C'è il Napoli, Inzaghi alza la voce: strigliata del tecnico dopo il Genoa
12:30
La sfida con Benitez, allenatore del Liverpool nella serata della doppietta in finale di Champions ad Atene nel 2007, smuove emozioni nei ricordi di Inzaghi: «È stato il momento più bello della mia vita», dice l’allenatore del Milan che nel posticipo di San Siro affronta il Napoli guidato dallo spagnolo (nel 2005 a Istanbul l’ex bomber era in tribuna infortunato). Il cortocircuito tra il pensiero dolce del successo di sette anni fa e l’amarezza per la sconfitta subita col Genoa domenica scorsa alimenta un certo fastidio nelle parole di Inzaghi: «Per la prima volta, nel corso di questa settimana, mi sono arrabbiato con i giocatori perché non possiamo perdere punti come successo a Marassi. Sarebbe grave se anche col Napoli non ci fosse rabbia agonistica.
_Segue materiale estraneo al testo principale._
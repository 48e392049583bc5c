use std::fs;
use std::path::Path;

use serde::{Deserialize, Serialize};

use crate::error::{CatalogError, Result};
use crate::tiling::TileSpec;

/// A stored tile description.
///
/// Dimensions are in meters. Only the dimensions are required in the
/// JSON form; display fields fall back to their defaults.
#[derive(Debug, Clone, Serialize, Deserialize)]
#[serde(rename_all = "PascalCase")]
pub struct TileRecord {
    /// Tile height, along the grid's forward axis.
    pub height: f64,
    /// Tile width, along the grid's right axis.
    pub width: f64,
    /// Physical tile thickness.
    pub tile_thickness: f64,
    /// Grout gap between neighboring tiles.
    pub joint_size: f64,
    /// Index into the render layer's texture set.
    #[serde(default)]
    pub texture_index: i32,
    /// Display name.
    #[serde(default)]
    pub name: String,
    /// Creation timestamp, kept as the opaque string it was saved with.
    #[serde(default)]
    pub creation_date: String,
}

impl TileRecord {
    /// Returns the grid-sizing view of this record.
    #[must_use]
    pub fn spec(&self) -> TileSpec {
        TileSpec {
            width: self.width,
            height: self.height,
            joint_gap: self.joint_size,
        }
    }

    /// Loads a record from a JSON file.
    ///
    /// # Errors
    ///
    /// Returns `CatalogError::Io` if the file cannot be read and
    /// `CatalogError::Parse` if it is not a valid record.
    pub fn load(path: &Path) -> Result<Self> {
        let text = fs::read_to_string(path).map_err(CatalogError::Io)?;
        let record = serde_json::from_str(&text).map_err(CatalogError::Parse)?;
        Ok(record)
    }

    /// Saves the record to a JSON file, replacing any existing content.
    ///
    /// # Errors
    ///
    /// Returns `CatalogError::Io` if the file cannot be written.
    pub fn save(&self, path: &Path) -> Result<()> {
        let text = serde_json::to_string_pretty(self).map_err(CatalogError::Parse)?;
        fs::write(path, text).map_err(CatalogError::Io)?;
        Ok(())
    }
}

/// All tile records found in a catalog directory.
#[derive(Debug, Default)]
pub struct TileLibrary {
    records: Vec<TileRecord>,
}

impl TileLibrary {
    /// Loads every `.json` record in `dir`, in path order.
    ///
    /// # Errors
    ///
    /// Returns `CatalogError::Io` if the directory cannot be listed and
    /// any error of the individual record loads.
    pub fn load_dir(dir: &Path) -> Result<Self> {
        let mut paths = Vec::new();
        for entry in fs::read_dir(dir).map_err(CatalogError::Io)? {
            let path = entry.map_err(CatalogError::Io)?.path();
            if path.extension().is_some_and(|ext| ext == "json") {
                paths.push(path);
            }
        }
        paths.sort();

        let mut records = Vec::with_capacity(paths.len());
        for path in &paths {
            records.push(TileRecord::load(path)?);
        }
        Ok(Self { records })
    }

    /// Returns the loaded records.
    #[must_use]
    pub fn records(&self) -> &[TileRecord] {
        &self.records
    }

    /// Returns the number of loaded records.
    #[must_use]
    pub fn len(&self) -> usize {
        self.records.len()
    }

    /// Returns `true` if the library holds no records.
    #[must_use]
    pub fn is_empty(&self) -> bool {
        self.records.is_empty()
    }
}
È l’occasione giusta per fare una partita da grande Milan». Inzaghi deve tentare una mediazione tra le difficoltà della squadra e le ambizioni di Berlusconi che continua a parlare di 3° posto: «Probabilmente non siamo ancora in grado di fare questo salto. La società è unita. Vogliamo tornare grandi. Il presidente è una persona intelligente, sa che ci vuole un po’ di pazienza. Faremo grandi cose, ma non vogliamo illudere nessuno. Non so quanto tempo ci vorrà. A me non piace fare proclami, ho sempre parlato con i fatti». Così prova a mettere in fila una serie di dati per smentire voci poco gradite: «Non è vero che Muntari ha fatto un intervento killer su Van Ginkel. Un’entrata dura, ma non cattiva. Altrimenti sarebbe già fuori rosa. Non mi piacciono le chiacchiere da bar. Non capisco le critiche sulle modifiche di formazione. Le faccio per gli infortuni. Rudi Garcia l’ha cambiata 20 volte. E non esageriamo sulla questione dei gol da calcio d’angolo. Abbiamo subito 5 reti su 71 corner. Rientra nella media del campionato ». Ma sarà introdotto qualche accorgimento nell’approccio difensivo sulle palle inattive (il leggio della sala delle riunioni tecniche è sempre aperto su quella situazione tattica): «Serve soprattutto più attenzione» chiede Inzaghi. Benitez ritroverà Torres seduto in panchina. L’ex tecnico dei tempi belli di Liverpool incita il Niño. «Può fare bene ovunque », dice lo spagnolo che pretende di più da Higuain: «Deve capire che è il giocatore più importante del Napoli. Una bandiera che deve trascinare i compagni. Non cerco vendette con Inzaghi. Ad Atene era un attaccante, adesso è un allenatore».